# Supplied material
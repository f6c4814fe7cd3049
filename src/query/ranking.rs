use serde_derive::{Deserialize, Serialize};

/// One rating row as projected by the friends' review traversal.
#[derive(Debug, Clone, PartialEq, Deserialize)]
pub struct RatingRow {
    pub id: String,
    #[serde(default)]
    pub name: Option<String>,
    #[serde(default)]
    pub address: Option<String>,
    #[serde(default)]
    pub rating: Option<f64>,
}

#[derive(Debug, Clone, PartialEq, Serialize)]
#[serde(rename_all = "camelCase")]
pub struct RatedRestaurant {
    pub id: String,
    pub name: Option<String>,
    pub address: Option<String>,
    pub average_rating: f64,
}

/// Collapse rows into one entry per restaurant id, averaging the ratings,
/// then keep the `limit` best by descending average.
///
/// Rows without a rating contribute nothing. Restaurants tied on average
/// keep the order in which they first appeared.
pub fn average_by_restaurant<I>(rows: I, limit: usize) -> Vec<RatedRestaurant>
where
    I: IntoIterator<Item = RatingRow>,
{
    let mut grouped: Vec<(RatingRow, Vec<f64>)> = Vec::new();
    for row in rows {
        let rating = match row.rating {
            Some(rating) => rating,
            None => continue,
        };
        match grouped.iter_mut().find(|(first, _)| first.id == row.id) {
            Some((_, ratings)) => ratings.push(rating),
            None => grouped.push((row, vec![rating])),
        }
    }

    let mut restaurants: Vec<RatedRestaurant> = grouped
        .into_iter()
        .map(|(row, ratings)| RatedRestaurant {
            average_rating: ratings.iter().sum::<f64>() / ratings.len() as f64,
            id: row.id,
            name: row.name,
            address: row.address,
        })
        .collect();
    restaurants.sort_by(|a, b| {
        b.average_rating
            .partial_cmp(&a.average_rating)
            .unwrap_or(std::cmp::Ordering::Equal)
    });
    restaurants.truncate(limit);
    restaurants
}

#[cfg(test)]
mod tests {
    use super::*;
    use pretty_assertions::assert_eq;

    fn row(id: &str, rating: Option<f64>) -> RatingRow {
        RatingRow {
            id: id.into(),
            name: Some(format!("{} name", id)),
            address: Some(format!("{} street", id)),
            rating,
        }
    }

    #[test]
    fn groups_strictly_by_id() {
        let rows = vec![
            row("a", Some(2.0)),
            row("b", Some(4.0)),
            row("a", Some(5.0)),
            row("a", None),
        ];

        let ranked = average_by_restaurant(rows, 10);

        assert_eq!(
            ranked,
            vec![
                RatedRestaurant {
                    id: "b".into(),
                    name: Some("b name".into()),
                    address: Some("b street".into()),
                    average_rating: 4.0,
                },
                RatedRestaurant {
                    id: "a".into(),
                    name: Some("a name".into()),
                    address: Some("a street".into()),
                    average_rating: 3.5,
                },
            ]
        );
    }

    #[test]
    fn caps_the_result() {
        let rows = (0..15).map(|i| row(&format!("r{}", i), Some(i as f64)));

        let ranked = average_by_restaurant(rows, 10);

        assert_eq!(ranked.len(), 10);
        assert_eq!(ranked[0].id, "r14");
        assert_eq!(ranked[9].id, "r5");
    }

    #[test]
    fn ties_keep_first_seen_order() {
        let rows = vec![row("x", Some(3.0)), row("y", Some(3.0))];
        let ids: Vec<String> = average_by_restaurant(rows, 10)
            .into_iter()
            .map(|r| r.id)
            .collect();
        assert_eq!(ids, vec!["x", "y"]);
    }
}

# Required action
Using only the listing above, restate exactly the lines from the line containing "Collapse rows into" through the line containing "let rating = match", both included.

# Answer
/// Collapse rows into one entry per restaurant id, averaging the ratings,
/// then keep the `limit` best by descending average.
///
/// Rows without a rating contribute nothing. Restaurants tied on average
/// keep the order in which they first appeared.
pub fn average_by_restaurant<I>(rows: I, limit: usize) -> Vec<RatedRestaurant>
where
    I: IntoIterator<Item = RatingRow>,
{
    let mut grouped: Vec<(RatingRow, Vec<f64>)> = Vec::new();
    for row in rows {
        let rating = match row.rating {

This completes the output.